**What is needed:**
Under this line are the records; write out word for word the part that begins at the line containing "pub fn is_empty(&self)" and ends at the line containing "let path = config.path.as_deref().ok_or_else(||", and no more.

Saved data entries
//! Signature corpus storage and the in-memory corpus cache.
//!
//! A [`SignatureStore`] owns the persistent (component, signature) set and
//! hands it over in bulk through [`SignatureStore::load_all`]. Raw rows and
//! document entries are decoded into typed records at this boundary; a record
//! that fails to decode is skipped and counted in the [`LoadReport`].
//!
//! [`CorpusCache`] is built once per session from a store and shared
//! read-only (behind `Arc`) by every matcher and worker.

mod cache;
mod document;
mod json_dir;
mod memory;
mod sqlite;

pub use cache::{CacheStats, CachedSignature, CorpusCache};
pub use document::{
    parse_document, AnyDocument, DocumentComponent, SignatureDocument, SignatureEntry,
    SignatureMetadata, SymbolDocument, DEFAULT_SIGNATURE_CONFIDENCE,
};
pub use json_dir::JsonSignatureStore;
pub use memory::MemoryStore;
pub use sqlite::{ImportSummary, SqliteSignatureStore};

use crate::config::{CorpusConfig, CorpusFormat};
use crate::error::{CorpusErrorKind, RecordDecodeError, Result, SnifferError};
use crate::model::{Component, ComponentId, Signature};
use serde::Serialize;
use std::collections::HashMap;
use std::fmt;

/// Bulk read access to a signature corpus.
pub trait SignatureStore: Send + Sync {
    /// Short description used in logs.
    fn describe(&self) -> String;

    /// Every decodable signature joined with its component.
    ///
    /// Returns an error only when the store as a whole cannot be read.
    fn load_all(&self) -> Result<LoadedCorpus>;
}

/// Counters describing one corpus load.
#[derive(Debug, Clone, Copy, Default, PartialEq, Eq, Serialize)]
pub struct LoadReport {
    /// Signature records seen
    pub total_records: usize,
    /// Records decoded and kept
    pub loaded: usize,
    /// Records that failed to decode
    pub skipped: usize,
    /// Records referencing a component that does not exist
    pub orphaned: usize,
    /// Components in the store
    pub components: usize,
    /// Whole documents or files that could not be parsed
    pub skipped_documents: usize,
}

impl fmt::Display for LoadReport {
    fn fmt(&self, f: &mut fmt::Formatter<'_>) -> fmt::Result {
        write!(
            f,
            "{} components, {}/{} signatures loaded ({} undecodable, {} orphaned)",
            self.components, self.loaded, self.total_records, self.skipped, self.orphaned
        )?;
        if self.skipped_documents > 0 {
            write!(f, ", {} unreadable documents", self.skipped_documents)?;
        }
        Ok(())
    }
}

/// Typed contents of a store.
#[derive(Debug, Clone, Default)]
pub struct LoadedCorpus {
    pub components: HashMap<ComponentId, Component>,
    pub signatures: Vec<Signature>,
    pub report: LoadReport,
}

impl LoadedCorpus {
    /// Assemble decoded components and per-record decode results.
    ///
    /// Failed records are counted and logged at debug level; orphaned
    /// signatures are dropped. A single warning summarizes any skips.
    pub fn assemble<I>(components: Vec<Component>, records: I) -> Self
    where
        I: IntoIterator<Item = (String, std::result::Result<Signature, RecordDecodeError>)>,
    {
        let components: HashMap<ComponentId, Component> =
            components.into_iter().map(|c| (c.id, c)).collect();
        let mut report = LoadReport {
            components: components.len(),
            ..LoadReport::default()
        };
        let mut signatures = Vec::new();

        for (label, record) in records {
            report.total_records += 1;
            match record {
                Ok(sig) if components.contains_key(&sig.component_id) => {
                    report.loaded += 1;
                    signatures.push(sig);
                }
                Ok(sig) => {
                    report.orphaned += 1;
                    tracing::debug!(
                        "{label}: {}",
                        RecordDecodeError::OrphanSignature(sig.component_id.value())
                    );
                }
                Err(err) => {
                    report.skipped += 1;
                    tracing::debug!("{label}: skipping record: {err}");
                }
            }
        }

        if report.skipped > 0 || report.orphaned > 0 {
            tracing::warn!(
                "Skipped {} undecodable and {} orphaned signature records",
                report.skipped,
                report.orphaned
            );
        }

        Self {
            components,
            signatures,
            report,
        }
    }

    pub fn is_empty(&self) -> bool {
        self.signatures.is_empty()
    }
}

/// Open the store described by configuration.
///
/// `Auto` picks the JSON store for directories and SQLite for files.
pub fn open_store(config: &CorpusConfig) -> Result<Box<dyn SignatureStore>> {
    let path = config.path.as_deref().ok_or_else(|| {
        SnifferError::corpus(
            "no corpus path configured",
            CorpusErrorKind::NotFound("<unset>".to_string()),
        )
    })?;

    let format = match config.format {
        CorpusFormat::Auto if path.is_dir() => CorpusFormat::Json,
        CorpusFormat::Auto => CorpusFormat::Sqlite,
        other => other,
    };

    match format {
        CorpusFormat::Json => Ok(Box::new(JsonSignatureStore::new(path))),
        _ => Ok(Box::new(SqliteSignatureStore::open_read_only(path)?)),
    }
}

#[cfg(test)]
mod tests {
    use super::*;
    use crate::model::SignatureType;

    #[test]
    fn test_assemble_counts_skips_and_orphans() {
        let components = vec![Component::new(1, "zlib")];
        let records = vec![
            (
                "a".to_string(),
                Ok(Signature::new(1, 1, "deflateInit2_", SignatureType::Function, 0.9)),
            ),
            ("b".to_string(), Err(RecordDecodeError::InvalidUtf8)),
            (
                "c".to_string(),
                Ok(Signature::new(3, 99, "orphan_pattern", SignatureType::String, 0.9)),
            ),
        ];

        let corpus = LoadedCorpus::assemble(components, records);

        assert_eq!(corpus.signatures.len(), 1);
        assert_eq!(
            corpus.report,
            LoadReport {
                total_records: 3,
                loaded: 1,
                skipped: 1,
                orphaned: 1,
                components: 1,
                skipped_documents: 0,
            }
        );
    }

    #[test]
    fn test_open_store_without_path() {
        let err = open_store(&CorpusConfig::default()).err().expect("no path");
        assert!(err.is_corpus_unavailable());
    }
}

**Exercise answer:**
    pub fn is_empty(&self) -> bool {
        self.signatures.is_empty()
    }
}

/// Open the store described by configuration.
///
/// `Auto` picks the JSON store for directories and SQLite for files.
pub fn open_store(config: &CorpusConfig) -> Result<Box<dyn SignatureStore>> {
    let path = config.path.as_deref().ok_or_else(|| {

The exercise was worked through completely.